ABOUT THIS EXERCISE: Only lines that contain the string "short" should be returned from the material below.
--- --- ---
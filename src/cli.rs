//! Command-line style configuration
//!
//! This module organizes options by **functional usage** - each group
//! contains the options needed by a specific component. Applications embed
//! the groups with `#[command(flatten)]` or parse [`Args`] directly.

use crate::adaptive_concurrency::{
    DownloadConcurrency, DEFAULT_MAX_THREADS_COUNT, DEFAULT_THREAD_CHUNK_SIZE,
};
use crate::auth::{AdlSecret, Credentials};
use crate::error::{FsError, Result};
use clap::Parser;

/// Uniform access to data lake stores
#[derive(Parser, Debug, Clone)]
#[command(author, version, about, long_about = None)]
pub struct Args {
    /// Store selection and authentication
    #[command(flatten)]
    pub store: StoreConfig,

    /// Output and logging configuration
    #[command(flatten)]
    pub output: OutputConfig,
}

impl Args {
    /// Validate all option groups
    ///
    /// # Errors
    ///
    /// Returns [`FsError::Config`] for the first invalid group.
    pub fn validate(&self) -> Result<()> {
        self.store.validate()?;
        self.output.validate()
    }
}

// ============================================================================
// FUNCTIONAL GROUPS: Organized by what component consumes them
// ============================================================================

/// Store generation
#[derive(Debug, Clone, Copy, PartialEq, Eq, clap::ValueEnum)]
pub enum Generation {
    /// Hierarchical-namespace store addressed by store name
    Gen1,
    /// Flat-namespace store addressed by account and file system
    Gen2,
}

/// Store selection and authentication
///
/// Used by: `backends::connect()`
#[derive(clap::Args, Debug, Clone)]
#[command(next_help_heading = "Store Options")]
pub struct StoreConfig {
    /// Store generation to connect to
    #[arg(long, value_enum, default_value = "gen2")]
    pub generation: Generation,

    /// Generation-1 store name
    #[arg(long)]
    pub store_name: Option<String>,

    /// Generation-2 storage account name
    #[arg(long)]
    pub account_name: Option<String>,

    /// Generation-2 file system (container) name
    #[arg(long = "file-system")]
    pub file_system_name: Option<String>,

    /// Use interactive browser authentication
    #[arg(long)]
    pub interactive: bool,

    /// Service principal as `tenant_id:client_id:client_secret`
    #[arg(long, value_name = "SECRET")]
    pub adl_secret: Option<AdlSecret>,

    /// Download sizing (Generation-2 only)
    #[command(flatten)]
    pub download: DownloadConfig,
}

impl StoreConfig {
    /// Validate store options
    ///
    /// # Errors
    ///
    /// Returns [`FsError::Config`] if:
    /// - The name(s) required by the selected generation are missing or empty
    /// - Neither `--interactive` nor `--adl-secret` is given
    /// - The download limits are invalid
    pub fn validate(&self) -> Result<()> {
        match self.generation {
            Generation::Gen1 => {
                self.required_store_name()?;
            }
            Generation::Gen2 => {
                self.required_account()?;
            }
        }
        self.credentials()?;
        self.download.to_concurrency()?;
        Ok(())
    }

    /// Resolve the authentication flow
    ///
    /// # Errors
    ///
    /// Returns [`FsError::Config`] if no flow is configured.
    pub fn credentials(&self) -> Result<Credentials> {
        Credentials::from_config(self.interactive, self.adl_secret.clone())
    }

    /// Generation-1 store name
    ///
    /// # Errors
    ///
    /// Returns [`FsError::Config`] if it is missing or empty.
    pub fn required_store_name(&self) -> Result<&str> {
        non_empty(self.store_name.as_deref(), "--store-name is required for gen1")
    }

    /// Generation-2 account and file system names
    ///
    /// # Errors
    ///
    /// Returns [`FsError::Config`] if either is missing or empty.
    pub fn required_account(&self) -> Result<(&str, &str)> {
        Ok((
            non_empty(self.account_name.as_deref(), "--account-name is required for gen2")?,
            non_empty(self.file_system_name.as_deref(), "--file-system is required for gen2")?,
        ))
    }
}

fn non_empty<'a>(value: Option<&'a str>, message: &str) -> Result<&'a str> {
    value
        .filter(|v| !v.trim().is_empty())
        .ok_or_else(|| FsError::Config(message.to_string()))
}

/// Chunked download configuration
///
/// Used by: `Gen2FileSystem::open()` via `DownloadConcurrency`
#[derive(clap::Args, Debug, Clone)]
#[command(next_help_heading = "Download Options")]
pub struct DownloadConfig {
    /// Bytes per download worker (0 = always use --max-threads-count workers)
    #[arg(long, default_value_t = DEFAULT_THREAD_CHUNK_SIZE)]
    pub thread_chunk_size: u64,

    /// Maximum parallel workers per download
    #[arg(long, default_value_t = DEFAULT_MAX_THREADS_COUNT)]
    pub max_threads_count: usize,
}

impl DownloadConfig {
    /// Convert to the options struct used by the Generation-2 backend
    ///
    /// # Errors
    ///
    /// Returns [`FsError::Config`] if `max_threads_count` is 0.
    pub fn to_concurrency(&self) -> Result<DownloadConcurrency> {
        DownloadConcurrency::new(self.thread_chunk_size, self.max_threads_count)
    }
}

impl Default for DownloadConfig {
    fn default() -> Self {
        Self {
            thread_chunk_size: DEFAULT_THREAD_CHUNK_SIZE,
            max_threads_count: DEFAULT_MAX_THREADS_COUNT,
        }
    }
}

/// Output and logging configuration
///
/// Used by: `logging::init_tracing()`
#[derive(clap::Args, Debug, Clone, Default)]
#[command(next_help_heading = "Output Options")]
pub struct OutputConfig {
    /// Verbose output (-v, -vv, -vvv)
    #[arg(short, long, action = clap::ArgAction::Count)]
    pub verbose: u8,

    /// Quiet mode (suppress all output except errors)
    #[arg(short, long)]
    pub quiet: bool,
}

impl OutputConfig {
    /// Validate output options
    ///
    /// # Errors
    ///
    /// Returns [`FsError::Config`] if both `--quiet` and `--verbose` are set.
    pub fn validate(&self) -> Result<()> {
        if self.quiet && self.verbose > 0 {
            return Err(FsError::Config(
                "Cannot use both --quiet and --verbose options".to_string(),
            ));
        }
        Ok(())
    }
}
--- --- ---
EXERCISE RESULT:
    #[arg(short, long, action = clap::ArgAction::Count)]
    #[arg(short, long)]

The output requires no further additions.